Sooky MANIQUANT Sur la Vague de l’art moderne

  • il y a 11 ans
Hommage à Sooky Maniquant
« Ma sœur aux yeux d’Asie »
« Ma sœur aux yeux d’Asie », c’est le titre d’un roman de Michel Ragon que j’ai retrouvé dans la bibliothèque de Sooky, et qu’il lui avait dédicacé. Ce grand ami, romancier mais aussi l’un des critiques d’art les plus perspicaces du XXe siècle, parlait d’une demi-sœur ramenée en Vendée « du Tonkin », comme on disait alors, par son père, soldat de l’armée Coloniale.
Pour ma part, j’aimerais rendre hommage à Sooky Maniquant (1934-2012) qui a été ma sœur en art depuis le milieu des années soixante. Et j’aime la résonnance que peut prendre encore ce titre pour sa vraie sœur, Michèle. Elle est venue tout exprès de Nouvelle-Calédonie pour faire revivre le travail de Sooky. Elles ont fait, au fil des ans, de nombreux voyages, en explorant la géographie autant que la poésie du monde.
En cinquante ans d’un parcours étonnant, Sooky Maniquant a relevé avec talent de multiples défis d’un art contemporain qui n’a cessé de chercher son visage. Après avoir maîtrisé la figuration académique, elle s’est lancée dans l’abstraction et les recherches de matière. A cette époque, à Paris, les aînés dans cette veine étaient le Japonais Key Sato, le Français James Guitet ou les Espagnols Antoni Tapiès ou Luis Feito. Abandonnant les recherches de texture, elle a ensuite élaboré une sorte de paysagisme abstrait, presque immatériel, avec de grands gestes fluides exprimant une grande sérénité. Elle a fait jaillir la lumière au creux d’un geste calligraphique imprégné des couleurs de ce Lubéron où elle avait choisi de vivre. A partir des années 1990, elle a offert au regard un monde qui n’appartenait plus qu’à elle. De larges coups de brosse sur papier rugueux, épinglés au fond de boites carrées ou rectangulaires, porteuses de petits visages sculptés d’une grande finesse.

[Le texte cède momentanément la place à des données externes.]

/// Type identifier for Data frames (0x00).
pub const TYPE_DATA: u8 = 0x00;
/// Type identifier for WindowUpdate frames (0x01).
pub const TYPE_WINDOW_UPDATE: u8 = 0x01;
/// Type identifier for Ping frames (0x02).
pub const TYPE_PING: u8 = 0x02;
/// Type identifier for GoAway frames (0x03).
pub const TYPE_GO_AWAY: u8 = 0x03;

bitflags! {
    /// Frame flag bits.
    #[derive(Debug, Clone, Copy, PartialEq, Eq, Hash, Default)]
    pub struct Flags: u16 {
        /// Opens a stream, or marks a ping request.
        const SYN = 0x0001;
        /// Acknowledges a stream open, or marks a ping response.
        const ACK = 0x0002;
        /// Half-closes the sender's direction.
        const FIN = 0x0004;
        /// Aborts the stream immediately.
        const RST = 0x0008;
    }
}

/// Frame kinds.
#[derive(Debug, Clone, Copy, PartialEq, Eq)]
pub enum FrameType {
    /// Stream payload.
    Data,
    /// Flow control credit, also used for bodiless SYN/ACK/FIN/RST.
    WindowUpdate,
    /// Liveness probe.
    Ping,
    /// Session shutdown notice.
    GoAway,
}

impl FrameType {
    /// Convert to wire format.
    pub fn to_u8(self) -> u8 {
        match self {
            Self::Data => TYPE_DATA,
            Self::WindowUpdate => TYPE_WINDOW_UPDATE,
            Self::Ping => TYPE_PING,
            Self::GoAway => TYPE_GO_AWAY,
        }
    }

    /// Convert from wire format.
    pub fn from_u8(value: u8) -> Option<Self> {
        match value {
            TYPE_DATA => Some(Self::Data),
            TYPE_WINDOW_UPDATE => Some(Self::WindowUpdate),
            TYPE_PING => Some(Self::Ping),
            TYPE_GO_AWAY => Some(Self::GoAway),
            _ => None,
        }
    }
}

/// Decoded frame header.
#[derive(Debug, Clone, Copy, PartialEq, Eq)]
pub struct Header {
    /// Frame kind.
    pub frame_type: FrameType,
    /// Flag bits.
    pub flags: Flags,
    /// Stream identifier; 0 for session frames.
    pub stream_id: u32,
    /// Body length for Data, value for the other kinds.
    pub length: u32,
}

impl Header {
    /// Parse and validate a header from the first `HEADER_LEN` bytes of `data`.
    pub fn parse(data: &[u8]) -> Result<Self> {
        check_len(data, HEADER_LEN)?;

        let version = data[0];
        if version != VERSION {
            return Err(Error::InvalidFrame(format!(
                "Unsupported version 0x{version:02X}"
            )));
        }

        let frame_type = FrameType::from_u8(data[1]).ok_or_else(|| {
            Error::InvalidFrame(format!("Unknown frame type 0x{:02X}", data[1]))
        })?;

        let raw_flags = read_u16_be(&data[2..4]);
        let flags = Flags::from_bits(raw_flags)
            .ok_or_else(|| Error::InvalidFrame(format!("Unknown flags 0x{raw_flags:04X}")))?;

        let stream_id = read_u32_be(&data[4..8]);
        let length = read_u32_be(&data[8..12]);

        match frame_type {
            FrameType::Ping | FrameType::GoAway if stream_id != 0 => {
                return Err(Error::InvalidFrame(format!(
                    "{frame_type:?} on stream {stream_id}"
                )));
            }
            FrameType::Data | FrameType::WindowUpdate if stream_id == 0 => {
                return Err(Error::InvalidFrame(format!("{frame_type:?} on stream 0")));
            }
            _ => {}
        }

        Ok(Self {
            frame_type,
            flags,
            stream_id,
            length,
        })
    }

    /// Append the encoded header to `dst`.
    pub fn encode(&self, dst: &mut BytesMut) {
        dst.reserve(HEADER_LEN);
        dst.put_u8(VERSION);
        dst.put_u8(self.frame_type.to_u8());
        dst.put_u16(self.flags.bits());
        dst.put_u32(self.stream_id);
        dst.put_u32(self.length);
    }
}

/// Multiplexer frames.
#[derive(Debug, Clone, PartialEq, Eq)]
pub enum Frame {
    /// Stream payload bytes.
    Data {
        /// Stream identifier (non-zero).
        stream_id: u32,
        /// Flag bits.
        flags: Flags,
        /// Payload.
        payload: Bytes,
    },

    /// Window credit for a stream.
    WindowUpdate {
        /// Stream identifier (non-zero).
        stream_id: u32,
        /// Flag bits.
        flags: Flags,
        /// Additional bytes the sender may transmit.
        delta: u32,
    },

    /// Session liveness probe (SYN) or response (ACK).
    Ping {
        /// SYN for requests, ACK for responses.
        flags: Flags,
        /// Echoed value.
        opaque: u32,
    },

    /// Session shutdown notice.
    GoAway {
        /// Reason code.
        code: GoAwayCode,
    },
}

impl Frame {
    /// Build a frame from a validated header and its body.
    ///
    /// `payload` must be empty for every kind except Data.
    pub fn from_parts(header: Header, payload: Bytes) -> Result<Self> {
        if header.frame_type != FrameType::Data && !payload.is_empty() {
            return Err(Error::InvalidFrame(format!(
                "{:?} frame with a body",
                header.frame_type
            )));
        }

        match header.frame_type {
            FrameType::Data => {
                if payload.len() != header.length as usize {
                    return Err(Error::InvalidFrame(format!(
                        "Data length {} does not match body of {} bytes",
                        header.length,
                        payload.len()
                    )));
                }
                Ok(Frame::Data {
                    stream_id: header.stream_id,
                    flags: header.flags,
                    payload,
                })
            }
            FrameType::WindowUpdate => Ok(Frame::WindowUpdate {
                stream_id: header.stream_id,
                flags: header.flags,
                delta: header.length,
            }),
            FrameType::Ping => Ok(Frame::Ping {
                flags: header.flags,
                opaque: header.length,
            }),
            FrameType::GoAway => {
                let code = GoAwayCode::from_u32(header.length).ok_or_else(|| {
                    Error::InvalidFrame(format!("Unknown GoAway code {}", header.length))
                })?;
                Ok(Frame::GoAway { code })
            }
        }
    }

    /// Header describing this frame.
    pub fn header(&self) -> Result<Header> {
        let header = match self {
            Frame::Data {
                stream_id,
                flags,
                payload,
            } => Header {
                frame_type: FrameType::Data,
                flags: *flags,
                stream_id: *stream_id,
                length: u32::try_from(payload.len()).map_err(|_| {
                    Error::InvalidFrame(format!("Data body of {} bytes", payload.len()))
                })?,
            },
            Frame::WindowUpdate {
                stream_id,
                flags,
                delta,
            } => Header {
                frame_type: FrameType::WindowUpdate,
                flags: *flags,
                stream_id: *stream_id,
                length: *delta,
            },
            Frame::Ping { flags, opaque } => Header {
                frame_type: FrameType::Ping,
                flags: *flags,
                stream_id: 0,
                length: *opaque,
            },
            Frame::GoAway { code } => Header {
                frame_type: FrameType::GoAway,
                flags: Flags::empty(),
                stream_id: 0,
                length: code.to_u32(),
            },
        };
        Ok(header)
    }

    /// Stream this frame belongs to; 0 for session frames.
    pub fn stream_id(&self) -> u32 {
        match self {
            Frame::Data { stream_id, .. } | Frame::WindowUpdate { stream_id, .. } => *stream_id,
            Frame::Ping { .. } | Frame::GoAway { .. } => 0,
        }
    }

    /// Flag bits.
    pub fn flags(&self) -> Flags {
        match self {
            Frame::Data { flags, .. }
            | Frame::WindowUpdate { flags, .. }
            | Frame::Ping { flags, .. } => *flags,
            Frame::GoAway { .. } => Flags::empty(),
        }
    }

    /// Parse exactly one complete frame.
    pub fn parse(data: &[u8]) -> Result<Self> {
        let header = Header::parse(data)?;

        let body_len = match header.frame_type {
            FrameType::Data => header.length as usize,
            _ => 0,
        };
        check_len(data, HEADER_LEN + body_len)?;
        if data.len() > HEADER_LEN + body_len {
            return Err(Error::InvalidFrame(format!(
                "{} trailing bytes",
                data.len() - HEADER_LEN - body_len
            )));
        }

        let payload = Bytes::copy_from_slice(&data[HEADER_LEN..]);
        Self::from_parts(header, payload)
    }

    /// Append the encoded frame to `dst`.
    pub fn encode(&self, dst: &mut BytesMut) -> Result<()> {
        let header = self.header()?;
        header.encode(dst);
        if let Frame::Data { payload, .. } = self {
            dst.extend_from_slice(payload);
        }
        Ok(())
    }

    /// Serialize frame to bytes.
    pub fn serialize(&self) -> Result<Vec<u8>> {
        let mut buf = BytesMut::new();
        self.encode(&mut buf)?;
        Ok(buf.to_vec())
    }
}

/// Streaming frame codec.
///
/// Data bodies longer than `max_data_len` (the receive window) are rejected as
/// soon as the header arrives, before any body bytes are buffered.
#[derive(Debug)]
pub struct FrameCodec {
    max_data_len: u32,
    pending: Option<Header>,
}

impl FrameCodec {
    /// Create a codec accepting Data bodies of up to `max_data_len` bytes.
    pub fn new(max_data_len: u32) -> Self {
        Self {
            max_data_len,
            pending: None,
        }
    }
}

impl Decoder for FrameCodec {
    type Item = Frame;
    type Error = Error;

    fn decode(&mut self, src: &mut BytesMut) -> Result<Option<Frame>> {
        let header = match self.pending {
            Some(header) => header,
            None => {
                if src.len() < HEADER_LEN {
                    return Ok(None);
                }
                let header = Header::parse(&src[..HEADER_LEN])?;
                if header.frame_type == FrameType::Data && header.length > self.max_data_len {
                    return Err(Error::InvalidFrame(format!(
                        "Data frame of {} bytes exceeds window of {}",
                        header.length, self.max_data_len
                    )));
                }
                src.advance(HEADER_LEN);
                header
            }
        };

        let body_len = match header.frame_type {
            FrameType::Data => header.length as usize,
            _ => 0,
        };
        if src.len() < body_len {
            self.pending = Some(header);
            src.reserve(body_len - src.len());
            return Ok(None);
        }

        self.pending = None;
        let payload = src.split_to(body_len).freeze();
        Frame::from_parts(header, payload).map(Some)
    }
}

impl Encoder<Frame> for FrameCodec {
    type Error = Error;

    fn encode(&mut self, frame: Frame, dst: &mut BytesMut) -> Result<()> {
        frame.encode(dst)
    }
}

fn check_len(data: &[u8], needed: usize) -> Result<()> {
    if data.len() < needed {
        Err(Error::InsufficientData(needed))
    } else {
        Ok(())
    }
}

fn read_u16_be(data: &[u8]) -> u16 {
    u16::from_be_bytes([data[0], data[1]])
}

fn read_u32_be(data: &[u8]) -> u32 {
    u32::from_be_bytes([data[0], data[1], data[2], data[3]])
}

Sooky a toujours été amoureuse des livres et de la poésie. Encore pensionnaire de la Villa Velasquez à Madrid, elle a lu avec passion Federico Garcia Lorca en espagnol. Et plus tard le Canto General de Pablo Neruda. Elle a exposé, à la bibliothèque du Centre Pompidou et au Centre de la Poésie d’Avignon, une interprétation très personnelle de nombreux haïkus japonais. Elle a voulu mettre en couleur deux auteurs amoureux comme elle du Lubéron, Albert Camus et René Char et a ainsi créé des œuvres en résonnance avec ces voix majeures du XXe siècle.
Du 4 au 21 juillet 2013, ces œuvres rares, toiles, livres et sérigraphies seront visibles à la Galerie Médiart, rue Quincampoix. Le hasard, qui n’existe pas, veut que ce soit à quelques pas de « La Maison de la Poésie », Passage Molière où Sooky Maniquant est venue bien des fois écouter des lectures d’auteurs qu’elle aimait. Si le verbe aimer me vient souvent à l’esprit en pensant à elle, c’est parce qu’elle était amoureuse de la nature et haïssait tout ce qui la détruisait. Amoureuse de la beauté et de la poésie et en rébellion contre tout ce qu’elle trouvait vulgaire et laid. Amoureuse de la paix, sur une planète affreusement défigurée par les guerres. Voilà ce qu’elle a tenté toute sa vie d’exprimer par les formes et les couleurs vibrantes qu’elle nous a léguées.